#### Problem
Search the records for the word "consider". Copy every line where it appears.

━━━━━ Input material

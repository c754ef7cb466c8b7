use anyhow::{anyhow, Context, Result};
use serde::{Deserialize, Serialize};
use std::default::Default;
use std::path::{Path, PathBuf};

/// Application configuration module
/// This module handles the application configuration including loading,
/// validating and saving configuration settings.
/// Represents the application configuration
#[derive(Debug, Serialize, Deserialize, Clone)]
pub struct Config {
    /// OpenSubtitles catalog access
    #[serde(default)]
    pub opensubtitles: OpenSubtitlesConfig,

    /// Translation model access
    #[serde(default)]
    pub translation: TranslationConfig,

    /// Batch planning and persistence settings
    #[serde(default)]
    pub job: JobConfig,

    /// Log level
    #[serde(default)]
    pub log_level: LogLevel,
}

/// OpenSubtitles API configuration
#[derive(Debug, Serialize, Deserialize, Clone)]
pub struct OpenSubtitlesConfig {
    /// API key for the OpenSubtitles REST API
    #[serde(default = "String::new")]
    pub api_key: String,

    /// User agent string required by the API
    #[serde(default = "default_user_agent")]
    pub user_agent: String,

    /// Service endpoint URL
    #[serde(default = "default_opensubtitles_endpoint")]
    pub endpoint: String,

    /// Request timeout in seconds
    #[serde(default = "default_timeout_secs")]
    pub timeout_secs: u64,
}

impl Default for OpenSubtitlesConfig {
    fn default() -> Self {
        Self {
            api_key: String::new(),
            user_agent: default_user_agent(),
            endpoint: default_opensubtitles_endpoint(),
            timeout_secs: default_timeout_secs(),
        }
    }
}

/// Translation model configuration
///
/// Decoding is pinned to deterministic settings so retried batches
/// come back identical.
#[derive(Debug, Serialize, Deserialize, Clone)]
pub struct TranslationConfig {
    /// Model name
    #[serde(default = "default_gemini_model")]
    pub model: String,

    /// API key
    #[serde(default = "String::new")]
    pub api_key: String,

    /// Service endpoint URL
    #[serde(default = "default_gemini_endpoint")]
    pub endpoint: String,

    /// Sampling temperature
    #[serde(default)]
    pub temperature: f32,

    /// Top probability mass to consider (nucleus sampling)
    #[serde(default = "default_top_p")]
    pub top_p: f32,

    /// Top k tokens to consider
    #[serde(default = "default_top_k")]
    pub top_k: u32,

    /// Maximum number of tokens to generate. Burmese script is very
    /// token-heavy, so this needs to be large.
    #[serde(default = "default_max_output_tokens")]
    pub max_output_tokens: u32,

    /// Extra attempts after the first failed batch call
    #[serde(default = "default_retry_count")]
    pub retry_count: u32,

    /// Delay between retry attempts in milliseconds
    #[serde(default = "default_retry_delay_ms")]
    pub retry_delay_ms: u64,

    /// Request timeout in seconds
    #[serde(default = "default_timeout_secs")]
    pub timeout_secs: u64,
}

impl Default for TranslationConfig {
    fn default() -> Self {
        Self {
            model: default_gemini_model(),
            api_key: String::new(),
            endpoint: default_gemini_endpoint(),
            temperature: 0.0,
            top_p: default_top_p(),
            top_k: default_top_k(),
            max_output_tokens: default_max_output_tokens(),
            retry_count: default_retry_count(),
            retry_delay_ms: default_retry_delay_ms(),
            timeout_secs: default_timeout_secs(),
        }
    }
}

/// Job planning and persistence configuration
#[derive(Debug, Serialize, Deserialize, Clone)]
pub struct JobConfig {
    /// Number of subtitle lines per translation batch
    #[serde(default = "default_batch_size")]
    pub batch_size: usize,

    /// Ceiling on automatically translated lines; lines beyond it
    /// stay untranslated until edited manually
    #[serde(default = "default_max_auto_translate")]
    pub max_auto_translate: usize,

    /// Database file path; defaults to the user data directory when unset
    #[serde(default)]
    pub database_path: Option<PathBuf>,
}

impl Default for JobConfig {
    fn default() -> Self {
        Self {
            batch_size: default_batch_size(),
            max_auto_translate: default_max_auto_translate(),
            database_path: None,
        }
    }
}

/// Log verbosity level
#[derive(Debug, Serialize, Deserialize, Clone, PartialEq, Default)]
#[serde(rename_all = "lowercase")]
pub enum LogLevel {
    Error,
    Warn,
    #[default]
    Info,
    Debug,
    Trace,
}

fn default_user_agent() -> String {
    "myansub v0.3".to_string()
}

fn default_opensubtitles_endpoint() -> String {
    "https://api.opensubtitles.com/api/v1".to_string()
}

fn default_gemini_model() -> String {
    "gemini-2.5-flash".to_string()
}

fn default_gemini_endpoint() -> String {
    "https://generativelanguage.googleapis.com".to_string()
}

fn default_top_p() -> f32 {
    0.95
}

fn default_top_k() -> u32 {
    40
}

fn default_max_output_tokens() -> u32 {
    65536
}

fn default_retry_count() -> u32 {
    2
}

fn default_retry_delay_ms() -> u64 {
    1000
}

fn default_timeout_secs() -> u64 {
    120
}

fn default_batch_size() -> usize {
    25
}

fn default_max_auto_translate() -> usize {
    1000
}

impl Config {
    /// Load configuration from a JSON file, creating a default one if missing
    pub fn load_or_create<P: AsRef<Path>>(path: P) -> Result<Self> {
        let path = path.as_ref();

        let mut config = if path.exists() {
            let content = std::fs::read_to_string(path)
                .with_context(|| format!("Failed to read config file: {}", path.display()))?;
            serde_json::from_str(&content)
                .with_context(|| format!("Failed to parse config file: {}", path.display()))?
        } else {
            let config = Config::default();
            config.save(path)?;
            config
        };

        config.apply_env_overrides();
        Ok(config)
    }

    /// Write the configuration to a JSON file
    pub fn save<P: AsRef<Path>>(&self, path: P) -> Result<()> {
        let path = path.as_ref();
        let content = serde_json::to_string_pretty(self)?;
        std::fs::write(path, content)
            .with_context(|| format!("Failed to write config file: {}", path.display()))?;
        Ok(())
    }

    /// Override secrets from environment variables so API keys
    /// never have to live in the config file
    pub fn apply_env_overrides(&mut self) {
        if let Ok(key) = std::env::var("GEMINI_API_KEY") {
            if !key.is_empty() {
                self.translation.api_key = key;
            }
        }
        if let Ok(key) = std::env::var("OPENSUBTITLES_API_KEY") {
            if !key.is_empty() {
                self.opensubtitles.api_key = key;
            }
        }
        if let Ok(agent) = std::env::var("OPENSUBTITLES_USER_AGENT") {
            if !agent.is_empty() {
                self.opensubtitles.user_agent = agent;
            }
        }
    }

    /// Validate the job planning bounds
    ///
    /// These are needed by every command, including the offline ones that
    /// only touch the local database.
    pub fn validate_job(&self) -> Result<()> {
        if self.job.batch_size == 0 {
            return Err(anyhow!("Batch size must be at least 1"));
        }

        if self.job.max_auto_translate == 0 {
            return Err(anyhow!("Auto-translate ceiling must be at least 1"));
        }

        Ok(())
    }

    /// Validate the OpenSubtitles credentials
    pub fn validate_opensubtitles(&self) -> Result<()> {
        if self.opensubtitles.api_key.is_empty() {
            return Err(anyhow!("OpenSubtitles API key is required (set OPENSUBTITLES_API_KEY or the config file)"));
        }

        Ok(())
    }

    /// Validate the translation model credentials
    pub fn validate_translation(&self) -> Result<()> {
        if self.translation.api_key.is_empty() {
            return Err(anyhow!("Translation API key is required (set GEMINI_API_KEY or the config file)"));
        }

        Ok(())
    }

    /// Validate everything a full translation run needs
    pub fn validate(&self) -> Result<()> {
        self.validate_job()?;
        self.validate_opensubtitles()?;
        self.validate_translation()?;
        Ok(())
    }
}

/// Default implementation for Config
impl Default for Config {
    fn default() -> Self {
        Config {
            opensubtitles: OpenSubtitlesConfig::default(),
            translation: TranslationConfig::default(),
            job: JobConfig::default(),
            log_level: LogLevel::default(),
        }
    }
}
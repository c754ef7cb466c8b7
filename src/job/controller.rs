/*!
 * Job controller: the batch translation state machine.
 *
 * Orchestrates dedupe lookup, job creation, the detached execution loop,
 * per-batch status transitions, cancellation, and terminal resolution.
 * The persisted job record is the only channel between the loop and any
 * number of status pollers; the caller of `start_or_resume` gets a job id
 * back immediately and everything translation-related happens after that.
 */

use anyhow::Result;
use log::{debug, error, info, warn};
use parking_lot::Mutex;
use std::collections::HashSet;
use std::sync::Arc;

use crate::errors::JobError;
use crate::subtitle_processor::SubtitleLine;
use crate::translation::BatchTranslator;

use super::models::{
    BatchStatus, JobPatch, JobStatus, StartSummary, StatusSnapshot, SubtitleIdentity,
    TranslationJob,
};
use super::planner::plan_batches;
use super::store::JobStore;

/// How the execution loop ended
enum LoopOutcome {
    /// All batches were visited
    Finished,
    /// The job was cancelled or its record disappeared mid-flight
    Halted,
}

/// Controller for translation job lifecycle
pub struct JobController {
    /// Job persistence
    store: Arc<dyn JobStore>,

    /// Batch translation gateway
    translator: Arc<dyn BatchTranslator>,

    /// Lines per batch
    batch_size: usize,

    /// Ceiling on automatically translated lines
    max_auto_translate: usize,

    /// Ids of jobs with a live execution loop in this process.
    /// One loop per job id at a time; this is what upholds the
    /// single-writer invariant on content fields.
    active: Arc<Mutex<HashSet<String>>>,
}

impl JobController {
    /// Create a new controller
    pub fn new(
        store: Arc<dyn JobStore>,
        translator: Arc<dyn BatchTranslator>,
        batch_size: usize,
        max_auto_translate: usize,
    ) -> Self {
        Self {
            store,
            translator,
            batch_size,
            max_auto_translate,
            active: Arc::new(Mutex::new(HashSet::new())),
        }
    }

    /// Start translation for an identity, or return the finished job
    ///
    /// The only synchronous work here is the cache lookup, planning, and
    /// the initial record write. The returned summary is available before
    /// any translation has happened; progress arrives via `status`.
    pub async fn start_or_resume(
        &self,
        identity: SubtitleIdentity,
        source_lines: Vec<SubtitleLine>,
    ) -> Result<StartSummary> {
        if identity.movie_title.trim().is_empty() {
            return Err(JobError::MissingField("movie_title").into());
        }
        if identity.imdb_id.trim().is_empty() {
            return Err(JobError::MissingField("imdb_id").into());
        }

        // Cache check: a complete job for this identity is reused as-is
        if let Some(summary) = self.find_cached(&identity).await? {
            return Ok(summary);
        }

        if let Some(existing) = self.store.find_by_identity(&identity).await? {

            // A stale incomplete attempt is discarded, not resumed. If its
            // loop is somehow still alive it will see the missing record at
            // the next batch boundary and halt.
            warn!(
                "Discarding stale {} job {} for {}",
                existing.status, existing.id, identity
            );
            self.store.delete(&existing.id).await?;
        }

        let plan = plan_batches(source_lines.len(), self.batch_size, self.max_auto_translate);
        let job = TranslationJob::new(identity.clone(), source_lines, plan.batches);

        let summary = StartSummary {
            job_id: job.id.clone(),
            total_batches: job.total_batches,
            total_lines: job.lines.len(),
            cache_hit: false,
        };

        self.store.create(&job).await?;

        info!(
            "Created job {} for {} ({} lines, {} batches)",
            job.id,
            identity,
            job.lines.len(),
            job.total_batches
        );

        self.spawn_execution_loop(job);

        Ok(summary)
    }

    /// Look up an already-complete job for an identity
    ///
    /// Lets callers skip expensive preparation (like re-downloading the
    /// subtitle file) when the work was already done.
    pub async fn find_cached(&self, identity: &SubtitleIdentity) -> Result<Option<StartSummary>> {
        let Some(existing) = self.store.find_by_identity(identity).await? else {
            return Ok(None);
        };

        if existing.status != JobStatus::Complete {
            return Ok(None);
        }

        info!("Cache hit for {}, job {}", identity, existing.id);
        Ok(Some(StartSummary {
            job_id: existing.id,
            total_batches: existing.total_batches,
            total_lines: existing.lines.len(),
            cache_hit: true,
        }))
    }

    /// List recently created jobs
    pub async fn list_recent(&self, limit: usize) -> Result<Vec<TranslationJob>> {
        self.store.list_recent(limit).await
    }

    /// Launch the detached execution loop for a freshly created job
    fn spawn_execution_loop(&self, job: TranslationJob) {
        self.active.lock().insert(job.id.clone());

        let store = self.store.clone();
        let translator = self.translator.clone();
        let active = self.active.clone();

        tokio::spawn(async move {
            let job_id = job.id.clone();

            match Self::run_batches(&*store, &*translator, &job).await {
                Ok(LoopOutcome::Finished) => {
                    // The patch guard keeps this from overwriting a
                    // cancellation that landed during the last batch
                    if let Err(e) = store
                        .patch(&job_id, JobPatch::new().status(JobStatus::Complete))
                        .await
                    {
                        error!("Failed to mark job {} complete: {}", job_id, e);
                    } else {
                        info!("Job {} complete", job_id);
                    }
                }
                Ok(LoopOutcome::Halted) => {
                    info!("Job {} halted before completion", job_id);
                }
                Err(e) => {
                    error!("Job {} failed: {}", job_id, e);
                    // Best effort: a failed terminal write leaves the job
                    // processing until the startup sweep reconciles it
                    let _ = store
                        .patch(&job_id, JobPatch::new().status(JobStatus::Failed))
                        .await;
                }
            }

            active.lock().remove(&job_id);
        });
    }

    /// The per-job execution loop body
    ///
    /// Visits batches in strict order. A single batch's hard failure does
    /// not abort the job; its lines simply stay untranslated. Errors that
    /// escape this function mark the whole job failed.
    async fn run_batches(
        store: &dyn JobStore,
        translator: &dyn BatchTranslator,
        job: &TranslationJob,
    ) -> Result<LoopOutcome> {
        for batch_index in 0..job.total_batches {
            // Re-read the record: cancellation and stale-discard both
            // surface here, at the batch boundary
            let Some(mut current) = store.get(&job.id).await? else {
                debug!("Job {} record disappeared, stopping", job.id);
                return Ok(LoopOutcome::Halted);
            };

            if current.status == JobStatus::Cancelled {
                debug!("Job {} cancelled, stopping before batch {}", job.id, batch_index);
                return Ok(LoopOutcome::Halted);
            }

            let batch = current.batches[batch_index].clone();

            current.batches[batch_index].status = BatchStatus::Processing;
            store
                .patch(
                    &job.id,
                    JobPatch::new()
                        .current_batch(batch_index)
                        .batches(current.batches.clone()),
                )
                .await?;

            let texts: Vec<String> = current.lines[batch.start_line..batch.end_line]
                .iter()
                .map(|line| line.source_text.clone())
                .collect();

            debug!(
                "Job {} translating batch {}/{} ({} lines)",
                job.id,
                batch_index + 1,
                job.total_batches,
                texts.len()
            );

            match translator.translate_batch(&texts).await {
                Ok(translations) => {
                    for (offset, translated) in translations.into_iter().enumerate() {
                        if let Some(line) = current.lines.get_mut(batch.start_line + offset) {
                            line.translated_text = translated;
                        }
                    }

                    current.batches[batch_index].status = BatchStatus::Complete;
                    store
                        .patch(
                            &job.id,
                            JobPatch::new()
                                .lines(current.lines)
                                .completed_batches(batch_index + 1)
                                .batches(current.batches),
                        )
                        .await?;
                }
                Err(e) => {
                    warn!(
                        "Job {} batch {} failed, continuing with next batch: {}",
                        job.id, batch_index, e
                    );

                    current.batches[batch_index].status = BatchStatus::Failed;
                    store
                        .patch(
                            &job.id,
                            JobPatch::new()
                                .completed_batches(batch_index + 1)
                                .batches(current.batches),
                        )
                        .await?;
                }
            }
        }

        Ok(LoopOutcome::Finished)
    }

    /// Cancel a job
    ///
    /// Flips the persisted status; the execution loop notices at its next
    /// batch boundary, so at most one more batch of translation work runs
    /// after this returns. Cancelling an already-terminal job is a no-op.
    pub async fn cancel(&self, job_id: &str) -> Result<JobStatus> {
        let Some(job) = self.store.get(job_id).await? else {
            return Err(JobError::NotFound(job_id.to_string()).into());
        };

        if job.status != JobStatus::Processing {
            debug!("Cancel of job {} ignored, already {}", job_id, job.status);
            return Ok(job.status);
        }

        self.store
            .patch(job_id, JobPatch::new().status(JobStatus::Cancelled))
            .await?;

        info!("Job {} cancelled", job_id);
        Ok(JobStatus::Cancelled)
    }

    /// Read-only progress snapshot for pollers
    pub async fn status(&self, job_id: &str) -> Result<StatusSnapshot> {
        let Some(job) = self.store.get(job_id).await? else {
            return Err(JobError::NotFound(job_id.to_string()).into());
        };

        Ok(StatusSnapshot::from_job(&job))
    }

    /// Fetch the full job record
    pub async fn job(&self, job_id: &str) -> Result<TranslationJob> {
        self.store
            .get(job_id)
            .await?
            .ok_or_else(|| JobError::NotFound(job_id.to_string()).into())
    }

    /// Replace a job's lines after manual editing
    pub async fn update_lines(&self, job_id: &str, lines: Vec<SubtitleLine>) -> Result<()> {
        self.store.update_lines(job_id, lines).await
    }

    /// Whether a job's execution loop is live in this process
    pub fn is_active(&self, job_id: &str) -> bool {
        self.active.lock().contains(job_id)
    }
}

━━━━━━━━━━

#### Output below
    /// Top probability mass to consider (nucleus sampling)
    /// Top k tokens to consider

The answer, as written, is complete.